Although Josquin des Prez died in 1521 some twenty or so years after the advent of music printing, work was being ascribed to him long after his death such was his fame. One composer who discovered his work ascribed instead to Josquin found the motet removed from the repertoire of the papal choir once they learned the truth. Josquin wrote two Mass settings on the L'homme armé melody. The Sixteen sung the Kyrie from the first and the Agnes Dei from the second.

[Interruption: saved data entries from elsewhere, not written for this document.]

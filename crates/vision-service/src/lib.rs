pub mod color;
pub mod config;
pub mod engine;
pub mod normalize;
pub mod pipeline;
pub mod preprocess;
pub mod reconcile;
pub mod regions;

pub use config::VisionConfig;
pub use engine::EngineContext;
pub use pipeline::VisionPipeline;
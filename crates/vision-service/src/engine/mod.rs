//! External recognition engines and their process-wide context.
//!
//! The vehicle detector and the OCR engine are collaborators supplied by
//! the embedding process. `EngineContext` replaces the old hidden global
//! singleton: it is built once at process start, passed by reference into
//! the pipeline, and initializes each engine at most once even under
//! concurrent first use.

pub mod stub;

use anyhow::Result;
use common::vision::Detection;
use image::{DynamicImage, GrayImage};
use once_cell::sync::OnceCell;
use std::sync::Arc;

/// Options passed to every OCR invocation
#[derive(Debug, Clone)]
pub struct OcrOptions {
    /// Characters the engine may emit (plate alphabet)
    pub char_whitelist: String,
    /// Treat the input as a single text line
    pub single_line: bool,
}

/// One token from a token-level OCR pass
#[derive(Debug, Clone)]
pub struct OcrToken {
    pub text: String,
    /// Per-token confidence, 0 to 100
    pub confidence: i32,
}

/// Object detector returning class labels, confidences and boxes
pub trait VehicleDetector: Send + Sync {
    fn detect(&self, image: &DynamicImage) -> Result<Vec<Detection>>;
}

/// OCR engine with two call shapes: whole-line text extraction and
/// token-level extraction with per-token confidence
pub trait OcrEngine: Send + Sync {
    fn recognize_line(&self, image: &GrayImage, options: &OcrOptions) -> Result<String>;
    fn recognize_tokens(&self, image: &GrayImage, options: &OcrOptions)
        -> Result<Vec<OcrToken>>;
}

type DetectorFactory = Box<dyn Fn() -> Option<Arc<dyn VehicleDetector>> + Send + Sync>;
type OcrFactory = Box<dyn Fn() -> Option<Arc<dyn OcrEngine>> + Send + Sync>;

/// Read-only handles to the external engines, initialized at most once per
/// process lifetime
pub struct EngineContext {
    detector_factory: DetectorFactory,
    ocr_factory: OcrFactory,
    detector: OnceCell<Option<Arc<dyn VehicleDetector>>>,
    ocr: OnceCell<Option<Arc<dyn OcrEngine>>>,
}

impl EngineContext {
    /// Context with engines supplied up front
    pub fn new(
        detector: Option<Arc<dyn VehicleDetector>>,
        ocr: Option<Arc<dyn OcrEngine>>,
    ) -> Self {
        let context = Self::with_factories(Box::new(|| None), Box::new(|| None));
        let _ = context.detector.set(detector);
        let _ = context.ocr.set(ocr);
        context
    }

    /// Context without any engines; every signal degrades gracefully
    pub fn disconnected() -> Self {
        Self::new(None, None)
    }

    /// Context whose engines are constructed lazily on first use. The
    /// `OnceCell` guard makes first-use idempotent across threads.
    pub fn with_factories(detector_factory: DetectorFactory, ocr_factory: OcrFactory) -> Self {
        Self {
            detector_factory,
            ocr_factory,
            detector: OnceCell::new(),
            ocr: OnceCell::new(),
        }
    }

    /// Detector handle, or `None` when the dependency is unavailable
    pub fn detector(&self) -> Option<Arc<dyn VehicleDetector>> {
        self.detector
            .get_or_init(|| (self.detector_factory)())
            .clone()
    }

    /// OCR handle, or `None` when the dependency is unavailable
    pub fn ocr(&self) -> Option<Arc<dyn OcrEngine>> {
        self.ocr.get_or_init(|| (self.ocr_factory)()).clone()
    }
}

#[cfg(test)]
mod tests {
    use super::*;
    use std::sync::atomic::{AtomicUsize, Ordering};

    #[test]
    fn test_disconnected_context_has_no_engines() {
        let context = EngineContext::disconnected();
        assert!(context.detector().is_none());
        assert!(context.ocr().is_none());
    }

    #[test]
    fn test_factory_runs_at_most_once() {
        static CALLS: AtomicUsize = AtomicUsize::new(0);

        let context = EngineContext::with_factories(
            Box::new(|| {
                CALLS.fetch_add(1, Ordering::SeqCst);
                None
            }),
            Box::new(|| None),
        );

        assert!(context.detector().is_none());
        assert!(context.detector().is_none());
        assert!(context.detector().is_none());
        assert_eq!(CALLS.load(Ordering::SeqCst), 1);
    }

    #[test]
    fn test_eager_context_keeps_supplied_engine() {
        let detector: Arc<dyn VehicleDetector> = Arc::new(stub::StubDetector::empty());
        let context = EngineContext::new(Some(detector), None);
        assert!(context.detector().is_some());
        assert!(context.ocr().is_none());
    }
}
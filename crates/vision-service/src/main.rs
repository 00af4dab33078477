use anyhow::{Context, Result};
use std::env;
use std::sync::Arc;
use tracing::info;
use vision_service::engine::stub::{ScriptedOcr, StubDetector};
use vision_service::{EngineContext, VisionConfig, VisionPipeline};

fn main() -> Result<()> {
    telemetry::init_with_service("vision-service");

    let config = VisionConfig::from_env()?;
    info!(
        max_candidates = config.max_candidates,
        whitelist = %config.char_whitelist,
        "vision service configuration loaded"
    );

    let engines = Arc::new(build_engines());
    let pipeline = VisionPipeline::new(config, engines);

    let args: Vec<String> = env::args().skip(1).collect();

    if args.iter().any(|arg| arg == "--health") {
        println!("{}", serde_json::to_string_pretty(&pipeline.health())?);
        return Ok(());
    }

    if args.is_empty() {
        anyhow::bail!("usage: vision-service [--health] <image>...");
    }

    for path in &args {
        let bytes =
            std::fs::read(path).with_context(|| format!("could not read image {path}"))?;
        let outcome = pipeline.process(&bytes);
        println!("{}", serde_json::to_string_pretty(&outcome)?);
    }

    Ok(())
}

/// Build the engine context once at process start. Real engines are wired
/// in by the embedding deployment; the stubs are available for demo runs.
fn build_engines() -> EngineContext {
    let use_stubs = env::var("VISION_STUB_ENGINES")
        .map(|value| value == "1" || value.eq_ignore_ascii_case("true"))
        .unwrap_or(false);

    if use_stubs {
        info!("registering stub detector and OCR engines");
        return EngineContext::new(
            Some(Arc::new(StubDetector::vehicle("car", 0.9))),
            Some(Arc::new(ScriptedOcr::new())),
        );
    }

    info!("no external engines configured, running in degraded mode");
    EngineContext::disconnected()
}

John Sheppard who died in the early days of the reign of Elizabeth 1 wrote both his In manus tuas (Into thy hands, O Lord, I commend) and Libera now, salva now (Free us, save us, defend us) in Marian times for the chapel at Magdalene College, Oxford and for its service of Compline. There is no Compline in the Book of Common Prayer but it appears in the 1929 Scottish Episcopal Prayer Book.
Francis Poulenc took eight of the twenty nine poems by Paul Eluard that he had set in the dim dark days of the German invasion of France in World War II to create Figure humane. The Sixteen sung four at a time with the final hefty movement Liberté, a setting of the most famous poem of the French Resistance.
John Taverner was the first choirmaster for what was to become Christ Church, Oxford. His Mass 'O'Michael' was composed for the feast of St Michael and All Angels. In Herefordshire, for instance, many ancient churches are dedicated to St Michael, an important saint. The Sixteen sung its lovely Sanctus.
A very special evening. All praise to Harry Christophers and his choir.